## Work required
Look through the records below, and whenever a line contains "Debug", copy it.

## Data records
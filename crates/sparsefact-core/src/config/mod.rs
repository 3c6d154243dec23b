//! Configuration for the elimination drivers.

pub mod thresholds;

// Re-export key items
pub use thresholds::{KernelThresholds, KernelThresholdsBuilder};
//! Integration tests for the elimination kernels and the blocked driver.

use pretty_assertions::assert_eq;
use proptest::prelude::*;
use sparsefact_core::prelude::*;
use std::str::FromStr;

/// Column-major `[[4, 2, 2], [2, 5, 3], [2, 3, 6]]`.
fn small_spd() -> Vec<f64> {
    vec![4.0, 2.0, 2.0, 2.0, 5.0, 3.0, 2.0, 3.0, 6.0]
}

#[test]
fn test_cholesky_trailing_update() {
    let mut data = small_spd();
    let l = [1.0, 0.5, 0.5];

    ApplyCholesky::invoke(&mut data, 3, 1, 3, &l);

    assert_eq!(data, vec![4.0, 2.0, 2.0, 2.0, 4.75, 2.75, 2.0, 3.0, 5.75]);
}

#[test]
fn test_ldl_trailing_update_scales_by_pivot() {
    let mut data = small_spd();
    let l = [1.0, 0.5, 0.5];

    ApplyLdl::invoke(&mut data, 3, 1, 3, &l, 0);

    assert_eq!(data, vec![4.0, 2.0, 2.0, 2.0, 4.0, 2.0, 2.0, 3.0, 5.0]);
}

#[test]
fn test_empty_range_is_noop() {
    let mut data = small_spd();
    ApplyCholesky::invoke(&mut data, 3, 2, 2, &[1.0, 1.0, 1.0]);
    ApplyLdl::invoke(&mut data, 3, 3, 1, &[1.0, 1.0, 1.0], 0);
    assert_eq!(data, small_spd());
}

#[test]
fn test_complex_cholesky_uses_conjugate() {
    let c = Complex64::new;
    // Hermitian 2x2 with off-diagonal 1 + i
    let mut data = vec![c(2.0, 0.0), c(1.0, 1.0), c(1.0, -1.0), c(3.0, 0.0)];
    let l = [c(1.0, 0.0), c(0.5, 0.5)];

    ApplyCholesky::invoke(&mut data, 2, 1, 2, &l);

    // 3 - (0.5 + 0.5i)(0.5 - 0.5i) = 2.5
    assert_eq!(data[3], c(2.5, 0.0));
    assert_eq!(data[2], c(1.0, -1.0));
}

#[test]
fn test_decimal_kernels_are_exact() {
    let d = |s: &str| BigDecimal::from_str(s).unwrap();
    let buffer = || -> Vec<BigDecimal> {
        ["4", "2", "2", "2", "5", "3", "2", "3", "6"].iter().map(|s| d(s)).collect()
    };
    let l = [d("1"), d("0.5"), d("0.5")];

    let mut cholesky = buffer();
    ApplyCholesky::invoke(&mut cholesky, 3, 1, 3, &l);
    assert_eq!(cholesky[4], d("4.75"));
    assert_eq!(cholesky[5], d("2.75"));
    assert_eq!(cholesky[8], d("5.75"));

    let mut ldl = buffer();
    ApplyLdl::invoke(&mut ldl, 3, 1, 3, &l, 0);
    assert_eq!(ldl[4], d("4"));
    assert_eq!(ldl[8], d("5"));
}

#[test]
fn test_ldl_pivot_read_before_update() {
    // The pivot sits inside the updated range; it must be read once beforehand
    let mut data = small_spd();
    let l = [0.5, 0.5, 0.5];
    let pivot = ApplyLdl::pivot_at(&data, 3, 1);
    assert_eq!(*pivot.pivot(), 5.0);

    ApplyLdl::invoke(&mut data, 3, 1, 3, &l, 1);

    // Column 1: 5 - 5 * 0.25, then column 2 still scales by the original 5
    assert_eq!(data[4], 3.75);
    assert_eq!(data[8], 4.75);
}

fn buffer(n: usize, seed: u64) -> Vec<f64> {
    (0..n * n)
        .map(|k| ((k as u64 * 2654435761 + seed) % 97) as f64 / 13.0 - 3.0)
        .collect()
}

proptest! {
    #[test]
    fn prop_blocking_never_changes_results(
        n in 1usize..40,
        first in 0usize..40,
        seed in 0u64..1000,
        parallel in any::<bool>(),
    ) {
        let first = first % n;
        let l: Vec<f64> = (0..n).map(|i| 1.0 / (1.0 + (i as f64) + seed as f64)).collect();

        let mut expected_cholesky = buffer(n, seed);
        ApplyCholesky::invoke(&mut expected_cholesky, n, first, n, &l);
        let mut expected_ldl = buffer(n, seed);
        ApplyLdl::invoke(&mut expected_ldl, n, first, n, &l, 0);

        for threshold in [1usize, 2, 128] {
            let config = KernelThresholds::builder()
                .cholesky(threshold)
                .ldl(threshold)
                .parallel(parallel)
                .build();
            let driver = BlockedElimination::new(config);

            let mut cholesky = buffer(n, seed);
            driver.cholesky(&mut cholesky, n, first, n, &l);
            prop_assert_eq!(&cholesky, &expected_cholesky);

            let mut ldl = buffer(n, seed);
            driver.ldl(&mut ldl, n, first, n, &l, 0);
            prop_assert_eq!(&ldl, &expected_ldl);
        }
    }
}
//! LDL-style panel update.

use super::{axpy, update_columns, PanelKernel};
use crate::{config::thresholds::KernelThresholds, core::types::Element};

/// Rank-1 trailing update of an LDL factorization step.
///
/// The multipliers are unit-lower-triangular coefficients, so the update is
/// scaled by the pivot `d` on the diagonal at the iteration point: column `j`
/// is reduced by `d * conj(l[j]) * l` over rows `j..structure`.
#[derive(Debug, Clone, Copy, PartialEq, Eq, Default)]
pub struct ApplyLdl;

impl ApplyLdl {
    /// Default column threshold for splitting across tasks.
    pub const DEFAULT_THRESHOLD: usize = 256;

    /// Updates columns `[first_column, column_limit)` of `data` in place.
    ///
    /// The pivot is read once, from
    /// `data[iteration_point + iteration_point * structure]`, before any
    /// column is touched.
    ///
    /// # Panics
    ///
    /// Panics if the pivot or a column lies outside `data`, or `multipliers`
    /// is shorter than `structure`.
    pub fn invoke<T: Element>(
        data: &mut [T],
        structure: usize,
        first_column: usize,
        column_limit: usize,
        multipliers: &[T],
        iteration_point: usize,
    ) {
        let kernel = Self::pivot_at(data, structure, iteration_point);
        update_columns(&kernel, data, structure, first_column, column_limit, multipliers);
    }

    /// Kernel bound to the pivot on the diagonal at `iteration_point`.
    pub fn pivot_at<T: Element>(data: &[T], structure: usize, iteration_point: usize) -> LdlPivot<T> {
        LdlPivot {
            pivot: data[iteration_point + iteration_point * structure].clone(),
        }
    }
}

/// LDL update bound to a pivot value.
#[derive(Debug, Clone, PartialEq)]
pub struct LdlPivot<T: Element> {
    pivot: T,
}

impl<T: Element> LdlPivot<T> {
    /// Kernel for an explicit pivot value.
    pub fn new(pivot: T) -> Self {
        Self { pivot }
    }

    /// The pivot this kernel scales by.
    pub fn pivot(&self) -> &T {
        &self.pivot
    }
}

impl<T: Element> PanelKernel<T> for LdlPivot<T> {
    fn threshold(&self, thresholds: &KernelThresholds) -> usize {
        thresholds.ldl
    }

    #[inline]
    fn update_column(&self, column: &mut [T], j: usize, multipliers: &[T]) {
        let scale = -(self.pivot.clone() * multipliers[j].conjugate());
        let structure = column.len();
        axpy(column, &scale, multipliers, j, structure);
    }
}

## Problem solution
#[derive(Debug, Clone, Copy, PartialEq, Eq, Default)]
#[derive(Debug, Clone, PartialEq)]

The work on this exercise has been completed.